Binning Scheme#
\(N\)-point statistics are usually binned in coordinates (either separation
in configuration space or wavenumber in Fourier space). Triumvirate
allows flexible binning schemes to be used through the
Binning
class.
from triumvirate.dataobjs import Binning
Initialisation#
A Binning
instance can be initialised in
two ways: from a set of arguments or through a
ParameterSet
object.
With arguments#
Initialisation with arguments is simple: one needs to specify whether the
binning scheme applies in configuration ('config'
) or Fourier
('fourier'
) space, what the bin range is (from bin_min
to bin_max
),
how many bins (num_bins
), and what binning scheme to use, e.g. linear
('lin'
) or logarithmic ('log'
) (see
Binning
for all pre-set options).
binning = Binning('fourier', 'lin', bin_min=0.005, bin_max=0.105, num_bins=10)
From a parameter set#
See also
For more information about the ParameterSet
class, see Parameter Set.
For this example, we reuse the Python dictionary template to create a valid parameter set:
# DEMO: reuse a parameter template and set valid parameter values.

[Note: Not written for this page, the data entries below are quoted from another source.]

// Prometheus metrics definitions for the pitchside backend.

use std::sync::Once;

use lazy_static::lazy_static;
use prometheus::{
    Encoder, Histogram, HistogramOpts, HistogramVec, IntCounter, IntCounterVec, IntGauge, Opts,
    Registry, TextEncoder,
};

lazy_static! {
    pub static ref REGISTRY: Registry = Registry::new();

    // ── Gauges ───────────────────────────────────────────────────────

    /// Matches currently sitting in DISPUTED.
    pub static ref OPEN_DISPUTES: IntGauge =
        IntGauge::new("pitchside_open_disputes", "Matches currently disputed").unwrap();

    // ── Counters ─────────────────────────────────────────────────────

    /// Join attempts, by result (placed, idempotent, slot_taken, no_preferred_slot, ...).
    pub static ref SLOT_JOINS_TOTAL: IntCounterVec = IntCounterVec::new(
        Opts::new("pitchside_slot_joins_total", "Join attempts by result"),
        &["result"],
    )
    .unwrap();

    /// Players removed from a roster.
    pub static ref SLOT_LEAVES_TOTAL: IntCounter = IntCounter::new(
        "pitchside_slot_leaves_total",
        "Players removed from a roster",
    )
    .unwrap();

    /// Match reports accepted.
    pub static ref REPORTS_SUBMITTED_TOTAL: IntCounter = IntCounter::new(
        "pitchside_reports_submitted_total",
        "Match reports accepted",
    )
    .unwrap();

    /// Reports accepted while the reporting team was in the warning band.
    pub static ref REPORTS_FLAGGED_TOTAL: IntCounter = IntCounter::new(
        "pitchside_reports_flagged_total",
        "Reports accepted with a reputation warning",
    )
    .unwrap();

    /// Matches that reached VERIFIED, by path (agreement, resolution, expiry).
    pub static ref MATCHES_VERIFIED_TOTAL: IntCounterVec = IntCounterVec::new(
        Opts::new("pitchside_matches_verified_total", "Matches verified"),
        &["path"],
    )
    .unwrap();

    /// Disagreeing report pairs.
    pub static ref DISPUTES_OPENED_TOTAL: IntCounter = IntCounter::new(
        "pitchside_disputes_opened_total",
        "Disputes opened",
    )
    .unwrap();

    /// Disputes closed, by resolution (agree_a, agree_b, invalid).
    pub static ref DISPUTES_RESOLVED_TOTAL: IntCounterVec = IntCounterVec::new(
        Opts::new("pitchside_disputes_resolved_total", "Disputes resolved"),
        &["resolution"],
    )
    .unwrap();

    /// Total API requests, by method/endpoint/status.
    pub static ref API_REQUESTS_TOTAL: IntCounterVec = IntCounterVec::new(
        Opts::new("pitchside_api_requests_total", "Total API requests"),
        &["method", "endpoint", "status"],
    )
    .unwrap();

    // ── Histograms ───────────────────────────────────────────────────

    /// Applied rating deltas.
    pub static ref RATING_DELTA: Histogram = Histogram::with_opts(
        HistogramOpts::new("pitchside_rating_delta", "Applied rating deltas")
            .buckets(vec![-60.0, -40.0, -20.0, -10.0, -5.0, 0.0, 5.0, 10.0, 20.0, 40.0, 60.0]),
    )
    .unwrap();

    /// API request duration in seconds, by endpoint.
    pub static ref API_REQUEST_DURATION_SECONDS: HistogramVec = HistogramVec::new(
        HistogramOpts::new(
            "pitchside_api_request_duration_seconds",
            "API request duration in seconds",
        )
        .buckets(vec![0.001, 0.005, 0.01, 0.025, 0.05, 0.1, 0.25, 0.5, 1.0, 5.0]),
        &["endpoint"],
    )
    .unwrap();
}

static REGISTER: Once = Once::new();

/// Register all metrics with the custom registry. Safe to call more than once.
pub fn register_metrics() {
    REGISTER.call_once(|| {
        let collectors: Vec<Box<dyn prometheus::core::Collector>> = vec![
            Box::new(OPEN_DISPUTES.clone()),
            Box::new(SLOT_JOINS_TOTAL.clone()),
            Box::new(SLOT_LEAVES_TOTAL.clone()),
            Box::new(REPORTS_SUBMITTED_TOTAL.clone()),
            Box::new(REPORTS_FLAGGED_TOTAL.clone()),
            Box::new(MATCHES_VERIFIED_TOTAL.clone()),
            Box::new(DISPUTES_OPENED_TOTAL.clone()),
            Box::new(DISPUTES_RESOLVED_TOTAL.clone()),
            Box::new(API_REQUESTS_TOTAL.clone()),
            Box::new(RATING_DELTA.clone()),
            Box::new(API_REQUEST_DURATION_SECONDS.clone()),
        ];

        for c in collectors {
            if let Err(e) = REGISTRY.register(c) {
                tracing::error!("Failed to register metric: {e}");
            }
        }
    });
}

/// Serialize all registered metrics to the Prometheus text exposition format.
pub fn gather_metrics() -> String {
    let encoder = TextEncoder::new();
    let metric_families = REGISTRY.gather();
    let mut buffer = Vec::new();
    if let Err(e) = encoder.encode(&metric_families, &mut buffer) {
        tracing::error!("Failed to encode metrics: {e}");
        return String::new();
    }
    String::from_utf8(buffer).unwrap_or_default()
}

/// Normalize a URL path for metric labels: replace numeric path segments with `:id`
/// to prevent cardinality explosion.
pub fn normalize_path(path: &str) -> String {
    path.split('/')
        .map(|segment| {
            if segment.parse::<i64>().is_ok() {
                ":id"
            } else {
                segment
            }
        })
        .collect::<Vec<_>>()
        .join("/")
}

from triumvirate.parameters import (
ParameterSet, fetch_paramset_template
)
param_dict = fetch_paramset_template('dict')
for ax_name in ['x', 'y', 'z']: # not relevant here
param_dict['boxsize'][ax_name] = 1000.
param_dict['ngrid'][ax_name] = 64.
param_dict.update({
'binning' : 'lin', # default already set
'degrees' : {'ell1': None, 'ell2': None, 'ELL': 0}, # irrelevant here
'range' : [0.005, 0.105],
'num_bins': 10,
})
paramset = ParameterSet(param_dict=param_dict)

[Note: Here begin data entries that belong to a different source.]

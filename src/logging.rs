// Logging setup
//
// Logs go to stderr so they never interleave with the shell's own output on
// stdout. RUST_LOG wins over the configured level.

use anyhow::{anyhow, Result};
use tracing_subscriber::EnvFilter;

pub fn init(default_level: &str) -> Result<()> {
    let filter = EnvFilter::try_from_default_env()
        .or_else(|_| EnvFilter::try_new(default_level))
        .unwrap_or_else(|_| EnvFilter::new("info"));

    tracing_subscriber::fmt()
        .with_env_filter(filter)
        .with_writer(std::io::stderr)
        .with_target(false)
        .try_init()
        .map_err(|e| anyhow!("Failed to initialize logging: {}", e))
}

paramset['space'] = 'fourier' # previously unset as 'statistic_type' is unset
Now, we can use the
from_parameter_set()
classmethod
to instantiate:
binning = Binning.from_parameter_set(paramset)
Hint
Arguments bin_min
, bin_max
and num_bins
are self-evidently set by
'range'
and 'num_bins'
keys in the dictionary, and scheme
by
'binning'
. The coordinate space
is inferred from 'statistic_type'
,
if set; otherwise it must be specified.
Attributes#
In the examples above, we have set 10 wavenumber bins for \(k \in [0.005, 0.105]\) (in inverse-length units, typically \(h\,\mathrm{Mpc}^{-1}\)).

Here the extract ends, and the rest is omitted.